In this one our old friend, the Bingle, doffs mufti for nautical attire and plays a swoon-throwing crooner who becomes a member of Uncle Sam's fleet. As a gob he runs into Miss Hutton playing twin sisters, both of them Waves—one a dignified lady and the other a jive-happy chick. He also becomes somewhat violently involved with Mr. Tufts, who is likewise a side-wheeling sailor with a strong luff toward one of the girls. And, what with confusion of identities and a Wave recruiting show to put on, a plot of comic sorts is concocted and the musical numbers are hauled in.

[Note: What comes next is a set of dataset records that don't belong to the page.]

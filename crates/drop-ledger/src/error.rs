//! Engine error taxonomy.

use drop_types::LookupError;

use crate::store::StoreError;

/// Errors returned by scoreboard and tracker operations.
///
/// None of these are fatal: the engine stays usable after any of them. All
/// variants except [`LedgerError::Persistence`] guarantee that no state was
/// changed.
#[derive(Debug, thiserror::Error)]
pub enum LedgerError {
    /// Boss name not in the catalog
    #[error("boss '{0}' not found")]
    UnknownBoss(String),
    /// Drop name not listed for the boss
    #[error("drop '{drop}' not found for {boss}")]
    UnknownDrop { boss: String, drop: String },
    /// Team name or member identity not in the roster
    #[error("'{0}' not found in any team roster")]
    UnknownTeam(String),
    /// Removal requested for a drop the team has no occurrences of
    #[error("no {drop} from {boss} recorded for {team} to remove")]
    NothingToRemove {
        team: String,
        boss: String,
        drop: String,
    },
    /// Caller lacks the admin or leader rights the operation requires
    #[error("'{0}' does not have permission to do that")]
    Unauthorized(String),
    /// Reset confirmation with a token that was never issued or already used
    #[error("no pending reset matches that confirmation")]
    UnknownResetToken,
    /// Reset confirmation arrived after the confirmation window closed
    #[error("the reset confirmation window has expired")]
    ResetExpired,
    /// The change is applied in memory but may not survive a restart
    #[error("change applied but not saved: {0}")]
    Persistence(#[from] StoreError),
}

impl From<LookupError> for LedgerError {
    fn from(e: LookupError) -> Self {
        match e {
            LookupError::UnknownBoss(boss) => LedgerError::UnknownBoss(boss),
            LookupError::UnknownDrop { boss, drop } => LedgerError::UnknownDrop { boss, drop },
        }
    }
}

impl LedgerError {
    /// Returns true if in-memory state was changed before the error occurred.
    pub fn state_changed(&self) -> bool {
        matches!(self, LedgerError::Persistence(_))
    }
}
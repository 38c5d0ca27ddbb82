//! Occurrence counters and team totals.
//!
//! [`Ledger`] maps team → boss → drop → occurrence count. A zero count is
//! never stored: decrementing to zero removes the drop entry, and the boss
//! entry with it once empty. [`TeamTotals`] holds the derived point total of
//! each team.

use drop_types::{Catalog, Points, Roster, TeamId};
use rust_decimal::Decimal;
use serde::{Deserialize, Serialize};
use std::collections::BTreeMap;
use tracing::warn;

use crate::rules::{cumulative_value, Tier};

/// Drop name → occurrence count.
pub type DropCounts = BTreeMap<String, u32>;

/// Boss name → drop counts.
pub type BossCounts = BTreeMap<String, DropCounts>;

/// One (team, boss, drop) counter.
#[derive(Debug, Clone, PartialEq, Eq, Serialize, Deserialize)]
pub struct LedgerEntry {
    pub team: TeamId,
    pub boss: String,
    pub drop: String,
    pub count: u32,
}

/// Per-team, per-boss, per-drop occurrence counters.
#[derive(Debug, Clone, Default, PartialEq, Eq, Serialize, Deserialize)]
#[serde(transparent)]
pub struct Ledger {
    teams: BTreeMap<TeamId, BossCounts>,
}

impl Ledger {
    /// Creates a ledger with an empty record for every roster team.
    pub fn for_roster(roster: &Roster) -> Self {
        let mut ledger = Self::default();
        ledger.ensure_teams(roster);
        ledger
    }

    /// Adds an empty record for roster teams that have none.
    pub fn ensure_teams(&mut self, roster: &Roster) {
        for team in roster.teams() {
            self.teams.entry(team.clone()).or_default();
        }
    }

    /// Current count, zero when absent.
    pub fn count(&self, team: &str, boss: &str, drop: &str) -> u32 {
        self.teams
            .get(team)
            .and_then(|bosses| bosses.get(boss))
            .and_then(|drops| drops.get(drop))
            .copied()
            .unwrap_or(0)
    }

    /// Records one more occurrence and returns the new count.
    pub fn increment(&mut self, team: &TeamId, boss: &str, drop: &str) -> u32 {
        let count = self
            .teams
            .entry(team.clone())
            .or_default()
            .entry(boss.to_string())
            .or_default()
            .entry(drop.to_string())
            .or_insert(0);
        *count += 1;
        *count
    }

    /// Removes one occurrence and returns the remaining count, or `None` if
    /// there was nothing to remove. Empty entries are pruned.
    pub fn decrement(&mut self, team: &str, boss: &str, drop: &str) -> Option<u32> {
        let bosses = self.teams.get_mut(team)?;
        let drops = bosses.get_mut(boss)?;
        let count = drops.get_mut(drop)?;
        if *count == 0 {
            return None;
        }
        *count -= 1;
        let remaining = *count;
        if remaining == 0 {
            drops.remove(drop);
            if drops.is_empty() {
                bosses.remove(boss);
            }
        }
        Some(remaining)
    }

    /// Counters of one team, keyed by boss.
    pub fn team(&self, team: &str) -> Option<&BossCounts> {
        self.teams.get(team)
    }

    /// Teams that have a record, including ones outside the roster.
    pub fn teams(&self) -> impl Iterator<Item = &TeamId> {
        self.teams.keys()
    }

    /// Every non-zero counter, ordered by team, boss and drop.
    pub fn entries(&self) -> impl Iterator<Item = LedgerEntry> + '_ {
        self.teams.iter().flat_map(|(team, bosses)| {
            bosses.iter().flat_map(move |(boss, drops)| {
                drops
                    .iter()
                    .filter(|(_, count)| **count > 0)
                    .map(move |(drop, count)| LedgerEntry {
                        team: team.clone(),
                        boss: boss.clone(),
                        drop: drop.clone(),
                        count: *count,
                    })
            })
        })
    }

    /// Drops explicit zero counts and boss records left empty by them.
    ///
    /// Loaded files may have been edited by hand.
    pub fn prune_zeros(&mut self) {
        for bosses in self.teams.values_mut() {
            for drops in bosses.values_mut() {
                drops.retain(|_, count| *count > 0);
            }
            bosses.retain(|_, drops| !drops.is_empty());
        }
    }

    /// Total number of recorded occurrences across all teams.
    pub fn total_occurrences(&self) -> u64 {
        self.entries().map(|e| u64::from(e.count)).sum()
    }
}

/// Derived point total per team.
#[derive(Debug, Clone, Default, PartialEq, Serialize, Deserialize)]
#[serde(transparent)]
pub struct TeamTotals {
    teams: BTreeMap<TeamId, Points>,
}

impl TeamTotals {
    /// Creates a zero total for every roster team.
    pub fn for_roster(roster: &Roster) -> Self {
        let mut totals = Self::default();
        totals.ensure_teams(roster);
        totals
    }

    /// Adds a zero total for roster teams that have none.
    pub fn ensure_teams(&mut self, roster: &Roster) {
        for team in roster.teams() {
            self.teams.entry(team.clone()).or_insert(Decimal::ZERO);
        }
    }

    /// Current total, zero when absent.
    pub fn get(&self, team: &str) -> Points {
        self.teams.get(team).copied().unwrap_or(Decimal::ZERO)
    }

    pub fn add(&mut self, team: &TeamId, points: Points) {
        *self.teams.entry(team.clone()).or_insert(Decimal::ZERO) += points;
    }

    pub fn subtract(&mut self, team: &TeamId, points: Points) {
        *self.teams.entry(team.clone()).or_insert(Decimal::ZERO) -= points;
    }

    pub fn iter(&self) -> impl Iterator<Item = (&TeamId, Points)> {
        self.teams.iter().map(|(team, points)| (team, *points))
    }
}

/// The mutable state the scoring engine owns.
#[derive(Debug, Clone, Default, PartialEq)]
pub struct LedgerState {
    pub ledger: Ledger,
    pub totals: TeamTotals,
    /// Incremented on every persisted mutation
    pub generation: u64,
}

impl LedgerState {
    /// Empty ledger and zero totals for every roster team.
    pub fn empty(roster: &Roster) -> Self {
        Self {
            ledger: Ledger::for_roster(roster),
            totals: TeamTotals::for_roster(roster),
            generation: 0,
        }
    }
}

/// Recomputes every roster team's total from the ledger.
///
/// Each occurrence contributes its own value under the diminishing rule, so
/// the result always equals what incremental awarding would have produced.
/// Entries for unknown bosses, unknown drops, or teams outside the roster
/// contribute nothing.
pub fn recount(catalog: &Catalog, roster: &Roster, ledger: &Ledger) -> TeamTotals {
    let mut totals = TeamTotals::for_roster(roster);

    for entry in ledger.entries() {
        let Some(team) = roster.team(entry.team.as_str()) else {
            warn!(team = %entry.team, "Skipping ledger team that is not in the roster");
            continue;
        };
        let (boss, drop) = match catalog.lookup_drop(&entry.boss, &entry.drop) {
            Ok(found) => found,
            Err(e) => {
                warn!(team = %team, boss = %entry.boss, drop = %entry.drop, "Skipping ledger entry: {}", e);
                continue;
            }
        };
        totals.add(team, cumulative_value(drop.base_points, Tier::of(boss), entry.count));
    }

    totals
}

Mr. Crosby sings most of the latter, either solo or in company with his pals, and does very nicely by them, as he does by his droll and genial role. "Accentuate the Positive," which is sung with Mr. Tufts, is probably the best of the several Harold Arlen and Johnny Mercer tunes. Miss Hutton, in her broader characterization—meaning that of the more rambunctious sis—is also terrific in a gag song called "Strictly on My Own Tonight." Regarding Miss Hutton's dual performance, it should not be mistaken for high art, but it certainly can be commended as very vigorous virtuosity. And Mr. Tufts is dry and diverting as a mildly disturbing element.
There are several scenes in the picture of Waves in training which are atmospherically good, and the settings contrived for the Wave show are well above regulation grade. Paramount, in short, has been generous to the service in every respect. But the humor is the best part of the picture—and the best part of the humor is that which has Bing crooning in travesty of a famous "swooner" who shall be nameless (just this once)...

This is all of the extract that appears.